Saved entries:
BEGIN
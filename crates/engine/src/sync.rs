//! Sync orchestrator.
//!
//! Iterates the store registry, dispatches each store to its platform
//! adapter, and isolates per-store failures: a failing store is logged and
//! passed over, never allowed to abort a sweep or touch another store's
//! outcome. A full run is two sweeps - every store's products, then every
//! store's orders.
//!
//! # Concurrency
//!
//! Stores within a sweep fan out onto a bounded set of workers. Every upsert
//! is keyed by (store, platform-native id) and the entity tables are
//! disjoint, so concurrent stores never contend on a row and no transaction
//! spans more than one store. Each store unit runs under a timeout so a hung
//! upstream cannot stall the sweep.

use std::sync::Arc;
use std::time::Duration;

use sqlx::SqlitePool;
use thiserror::Error;
use tokio::sync::Semaphore;
use tokio::task::JoinSet;

use shopsync_core::{LogEntry, Platform, StoreId};

use crate::adapters::{ShopifySyncer, WooSyncer};
use crate::config::SyncConfig;
use crate::db::{RepositoryError, Store, StoreRepository};
use crate::logging::LogSink;

/// Which entity a sweep mirrors.
#[derive(Debug, Clone, Copy, PartialEq, Eq)]
enum Sweep {
    Products,
    Orders,
}

impl Sweep {
    const fn singular(self) -> &'static str {
        match self {
            Self::Products => "product",
            Self::Orders => "order",
        }
    }

    const fn plural(self) -> &'static str {
        match self {
            Self::Products => "products",
            Self::Orders => "orders",
        }
    }
}

/// Errors from the single-store entry point. Sweeps never return errors;
/// their failures surface only as log entries.
#[derive(Debug, Error)]
pub enum SyncError {
    #[error("store {0} not found")]
    StoreNotFound(StoreId),
    #[error(transparent)]
    Repository(#[from] RepositoryError),
}

/// The sync engine's public face.
///
/// Cheap to clone; all state lives behind an `Arc`. Every operation is
/// idempotent and safe to call repeatedly or on a schedule.
#[derive(Clone)]
pub struct SyncService {
    inner: Arc<SyncServiceInner>,
}

struct SyncServiceInner {
    pool: SqlitePool,
    sink: Arc<dyn LogSink>,
    shopify: ShopifySyncer,
    woo: WooSyncer,
    max_concurrent_stores: usize,
    store_timeout: Duration,
}

impl SyncService {
    /// Build a service from explicit configuration.
    ///
    /// # Errors
    ///
    /// Returns `reqwest::Error` if the HTTP client cannot be constructed.
    pub fn new(
        config: &SyncConfig,
        pool: SqlitePool,
        sink: Arc<dyn LogSink>,
    ) -> Result<Self, reqwest::Error> {
        let http = reqwest::Client::builder()
            .timeout(Duration::from_secs(config.http_timeout_secs))
            .build()?;

        let shopify = ShopifySyncer::new(
            http.clone(),
            pool.clone(),
            Arc::clone(&sink),
            config.shopify_api_version.clone(),
            config.lookback_days,
        );
        let woo = WooSyncer::new(
            http,
            pool.clone(),
            Arc::clone(&sink),
            config.lookback_days,
        );

        Ok(Self {
            inner: Arc::new(SyncServiceInner {
                pool,
                sink,
                shopify,
                woo,
                max_concurrent_stores: config.max_concurrent_stores.max(1),
                // Outer guard over the per-call HTTP timeout, so even a
                // stalled response body cannot pin a worker.
                store_timeout: Duration::from_secs(config.http_timeout_secs.saturating_mul(2)),
            }),
        })
    }

    /// Synchronize products and orders for all active stores: the products
    /// sweep runs to completion before the orders sweep starts.
    pub async fn sync_all_stores(&self) {
        self.inner
            .sink
            .write(LogEntry::info(
                "Starting synchronization for all active stores.",
            ))
            .await;
        self.sync_all_products().await;
        self.sync_all_orders().await;
        self.inner
            .sink
            .write(LogEntry::info("All active stores have been synchronized."))
            .await;
    }

    /// Synchronize products for all active stores.
    pub async fn sync_all_products(&self) {
        self.run_sweep(Sweep::Products).await;
    }

    /// Synchronize orders for all active stores.
    pub async fn sync_all_orders(&self) {
        self.run_sweep(Sweep::Orders).await;
    }

    /// Synchronize products and orders for a single store.
    ///
    /// # Errors
    ///
    /// Returns `SyncError::StoreNotFound` for an unknown id. Adapter
    /// failures do not surface here; like the sweeps, they are only logged.
    pub async fn sync_store(&self, store_id: StoreId) -> Result<(), SyncError> {
        let store = StoreRepository::new(&self.inner.pool)
            .get(store_id)
            .await?
            .ok_or(SyncError::StoreNotFound(store_id))?;

        self.sync_store_unit(&store, Sweep::Products).await;
        self.sync_store_unit(&store, Sweep::Orders).await;
        Ok(())
    }

    /// One sweep: a fresh registry read, then a bounded fan-out over stores.
    async fn run_sweep(&self, sweep: Sweep) {
        let stores = match StoreRepository::new(&self.inner.pool).list_active().await {
            Ok(stores) => stores,
            Err(err) => {
                self.inner
                    .sink
                    .write(LogEntry::error(format!(
                        "Failed to list active stores: {err}"
                    )))
                    .await;
                return;
            }
        };

        if stores.is_empty() {
            self.inner
                .sink
                .write(LogEntry::info(format!(
                    "No active stores found to sync {} from.",
                    sweep.plural()
                )))
                .await;
            return;
        }

        let semaphore = Arc::new(Semaphore::new(self.inner.max_concurrent_stores));
        let mut tasks = JoinSet::new();
        for store in stores {
            let service = self.clone();
            let semaphore = Arc::clone(&semaphore);
            tasks.spawn(async move {
                // Acquire fails only once the semaphore is closed, which
                // never happens here.
                let Ok(_permit) = semaphore.acquire_owned().await else {
                    return;
                };
                service.sync_store_unit(&store, sweep).await;
            });
        }

        while let Some(joined) = tasks.join_next().await {
            if let Err(err) = joined {
                self.inner
                    .sink
                    .write(LogEntry::error(format!("Store sync task failed: {err}")))
                    .await;
            }
        }
    }

    /// Process one store for one sweep, inside its own error boundary.
    async fn sync_store_unit(&self, store: &Store, sweep: Sweep) {
        let platform = match store.platform {
            Some(platform) if !store.name.is_empty() => platform,
            _ => {
                self.inner
                    .sink
                    .write(
                        LogEntry::warning(format!(
                            "Skipping a store for {} sync due to missing name or platform.",
                            sweep.singular()
                        ))
                        .store(store.id),
                    )
                    .await;
                return;
            }
        };

        self.inner
            .sink
            .write(
                LogEntry::info(format!(
                    "Synchronizing {} for store: {} ({platform})",
                    sweep.plural(),
                    store.name
                ))
                .store(store.id),
            )
            .await;

        let run = async {
            match (platform, sweep) {
                (Platform::Shopify, Sweep::Products) => {
                    self.inner.shopify.sync_products(store).await;
                }
                (Platform::Shopify, Sweep::Orders) => {
                    self.inner.shopify.sync_orders(store).await;
                }
                (Platform::Woocommerce, Sweep::Products) => {
                    self.inner.woo.sync_products(store).await;
                }
                (Platform::Woocommerce, Sweep::Orders) => {
                    self.inner.woo.sync_orders(store).await;
                }
            }
        };

        if tokio::time::timeout(self.inner.store_timeout, run)
            .await
            .is_err()
        {
            self.inner
                .sink
                .write(
                    LogEntry::error(format!(
                        "Timed out synchronizing {} for store {}.",
                        sweep.plural(),
                        store.name
                    ))
                    .store(store.id),
                )
                .await;
        }
    }
}

#[cfg(test)]
mod tests {
    use super::*;
    use crate::db::test_pool;
    use crate::logging::DbLogSink;

    #[tokio::test]
    async fn test_sync_store_with_unknown_id_is_an_error() {
        let pool = test_pool().await;
        let sink: Arc<dyn LogSink> = Arc::new(DbLogSink::new(pool.clone()));
        let service = SyncService::new(
            &SyncConfig::with_database_url("sqlite::memory:"),
            pool,
            sink,
        )
        .expect("service");

        let result = service.sync_store(StoreId::new(999)).await;
        assert!(matches!(result, Err(SyncError::StoreNotFound(id)) if id == StoreId::new(999)));
    }
}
END
→ Problem details:
Write out every record, exactly as written.

→ Task output:
filename crates/engine/src/sync.rs
//! Sync orchestrator.
//!
//! Iterates the store registry, dispatches each store to its platform
//! adapter, and isolates per-store failures: a failing store is logged and
//! passed over, never allowed to abort a sweep or touch another store's
//! outcome. A full run is two sweeps - every store's products, then every
//! store's orders.
//!
//! # Concurrency
//!
//! Stores within a sweep fan out onto a bounded set of workers. Every upsert
//! is keyed by (store, platform-native id) and the entity tables are
//! disjoint, so concurrent stores never contend on a row and no transaction
//! spans more than one store. Each store unit runs under a timeout so a hung
//! upstream cannot stall the sweep.

use std::sync::Arc;
use std::time::Duration;

use sqlx::SqlitePool;
use thiserror::Error;
use tokio::sync::Semaphore;
use tokio::task::JoinSet;

use shopsync_core::{LogEntry, Platform, StoreId};

use crate::adapters::{ShopifySyncer, WooSyncer};
use crate::config::SyncConfig;
use crate::db::{RepositoryError, Store, StoreRepository};
use crate::logging::LogSink;

/// Which entity a sweep mirrors.
#[derive(Debug, Clone, Copy, PartialEq, Eq)]
enum Sweep {
    Products,
    Orders,
}

impl Sweep {
    const fn singular(self) -> &'static str {
        match self {
            Self::Products => "product",
            Self::Orders => "order",
        }
    }

    const fn plural(self) -> &'static str {
        match self {
            Self::Products => "products",
            Self::Orders => "orders",
        }
    }
}

/// Errors from the single-store entry point. Sweeps never return errors;
/// their failures surface only as log entries.
#[derive(Debug, Error)]
pub enum SyncError {
    #[error("store {0} not found")]
    StoreNotFound(StoreId),
    #[error(transparent)]
    Repository(#[from] RepositoryError),
}

/// The sync engine's public face.
///
/// Cheap to clone; all state lives behind an `Arc`. Every operation is
/// idempotent and safe to call repeatedly or on a schedule.
#[derive(Clone)]
pub struct SyncService {
    inner: Arc<SyncServiceInner>,
}

struct SyncServiceInner {
    pool: SqlitePool,
    sink: Arc<dyn LogSink>,
    shopify: ShopifySyncer,
    woo: WooSyncer,
    max_concurrent_stores: usize,
    store_timeout: Duration,
}

impl SyncService {
    /// Build a service from explicit configuration.
    ///
    /// # Errors
    ///
    /// Returns `reqwest::Error` if the HTTP client cannot be constructed.
    pub fn new(
        config: &SyncConfig,
        pool: SqlitePool,
        sink: Arc<dyn LogSink>,
    ) -> Result<Self, reqwest::Error> {
        let http = reqwest::Client::builder()
            .timeout(Duration::from_secs(config.http_timeout_secs))
            .build()?;

        let shopify = ShopifySyncer::new(
            http.clone(),
            pool.clone(),
            Arc::clone(&sink),
            config.shopify_api_version.clone(),
            config.lookback_days,
        );
        let woo = WooSyncer::new(
            http,
            pool.clone(),
            Arc::clone(&sink),
            config.lookback_days,
        );

        Ok(Self {
            inner: Arc::new(SyncServiceInner {
                pool,
                sink,
                shopify,
                woo,
                max_concurrent_stores: config.max_concurrent_stores.max(1),
                // Outer guard over the per-call HTTP timeout, so even a
                // stalled response body cannot pin a worker.
                store_timeout: Duration::from_secs(config.http_timeout_secs.saturating_mul(2)),
            }),
        })
    }

    /// Synchronize products and orders for all active stores: the products
    /// sweep runs to completion before the orders sweep starts.
    pub async fn sync_all_stores(&self) {
        self.inner
            .sink
            .write(LogEntry::info(
                "Starting synchronization for all active stores.",
            ))
            .await;
        self.sync_all_products().await;
        self.sync_all_orders().await;
        self.inner
            .sink
            .write(LogEntry::info("All active stores have been synchronized."))
            .await;
    }

    /// Synchronize products for all active stores.
    pub async fn sync_all_products(&self) {
        self.run_sweep(Sweep::Products).await;
    }

    /// Synchronize orders for all active stores.
    pub async fn sync_all_orders(&self) {
        self.run_sweep(Sweep::Orders).await;
    }

    /// Synchronize products and orders for a single store.
    ///
    /// # Errors
    ///
    /// Returns `SyncError::StoreNotFound` for an unknown id. Adapter
    /// failures do not surface here; like the sweeps, they are only logged.
    pub async fn sync_store(&self, store_id: StoreId) -> Result<(), SyncError> {
        let store = StoreRepository::new(&self.inner.pool)
            .get(store_id)
            .await?
            .ok_or(SyncError::StoreNotFound(store_id))?;

        self.sync_store_unit(&store, Sweep::Products).await;
        self.sync_store_unit(&store, Sweep::Orders).await;
        Ok(())
    }

    /// One sweep: a fresh registry read, then a bounded fan-out over stores.
    async fn run_sweep(&self, sweep: Sweep) {
        let stores = match StoreRepository::new(&self.inner.pool).list_active().await {
            Ok(stores) => stores,
            Err(err) => {
                self.inner
                    .sink
                    .write(LogEntry::error(format!(
                        "Failed to list active stores: {err}"
                    )))
                    .await;
                return;
            }
        };

        if stores.is_empty() {
            self.inner
                .sink
                .write(LogEntry::info(format!(
                    "No active stores found to sync {} from.",
                    sweep.plural()
                )))
                .await;
            return;
        }

        let semaphore = Arc::new(Semaphore::new(self.inner.max_concurrent_stores));
        let mut tasks = JoinSet::new();
        for store in stores {
            let service = self.clone();
            let semaphore = Arc::clone(&semaphore);
            tasks.spawn(async move {
                // Acquire fails only once the semaphore is closed, which
                // never happens here.
                let Ok(_permit) = semaphore.acquire_owned().await else {
                    return;
                };
                service.sync_store_unit(&store, sweep).await;
            });
        }

        while let Some(joined) = tasks.join_next().await {
            if let Err(err) = joined {
                self.inner
                    .sink
                    .write(LogEntry::error(format!("Store sync task failed: {err}")))
                    .await;
            }
        }
    }

    /// Process one store for one sweep, inside its own error boundary.
    async fn sync_store_unit(&self, store: &Store, sweep: Sweep) {
        let platform = match store.platform {
            Some(platform) if !store.name.is_empty() => platform,
            _ => {
                self.inner
                    .sink
                    .write(
                        LogEntry::warning(format!(
                            "Skipping a store for {} sync due to missing name or platform.",
                            sweep.singular()
                        ))
                        .store(store.id),
                    )
                    .await;
                return;
            }
        };

        self.inner
            .sink
            .write(
                LogEntry::info(format!(
                    "Synchronizing {} for store: {} ({platform})",
                    sweep.plural(),
                    store.name
                ))
                .store(store.id),
            )
            .await;

        let run = async {
            match (platform, sweep) {
                (Platform::Shopify, Sweep::Products) => {
                    self.inner.shopify.sync_products(store).await;
                }
                (Platform::Shopify, Sweep::Orders) => {
                    self.inner.shopify.sync_orders(store).await;
                }
                (Platform::Woocommerce, Sweep::Products) => {
                    self.inner.woo.sync_products(store).await;
                }
                (Platform::Woocommerce, Sweep::Orders) => {
                    self.inner.woo.sync_orders(store).await;
                }
            }
        };

        if tokio::time::timeout(self.inner.store_timeout, run)
            .await
            .is_err()
        {
            self.inner
                .sink
                .write(
                    LogEntry::error(format!(
                        "Timed out synchronizing {} for store {}.",
                        sweep.plural(),
                        store.name
                    ))
                    .store(store.id),
                )
                .await;
        }
    }
}

#[cfg(test)]
mod tests {
    use super::*;
    use crate::db::test_pool;
    use crate::logging::DbLogSink;

    #[tokio::test]
    async fn test_sync_store_with_unknown_id_is_an_error() {
        let pool = test_pool().await;
        let sink: Arc<dyn LogSink> = Arc::new(DbLogSink::new(pool.clone()));
        let service = SyncService::new(
            &SyncConfig::with_database_url("sqlite::memory:"),
            pool,
            sink,
        )
        .expect("service");

        let result = service.sync_store(StoreId::new(999)).await;
        assert!(matches!(result, Err(SyncError::StoreNotFound(id)) if id == StoreId::new(999)));
    }
}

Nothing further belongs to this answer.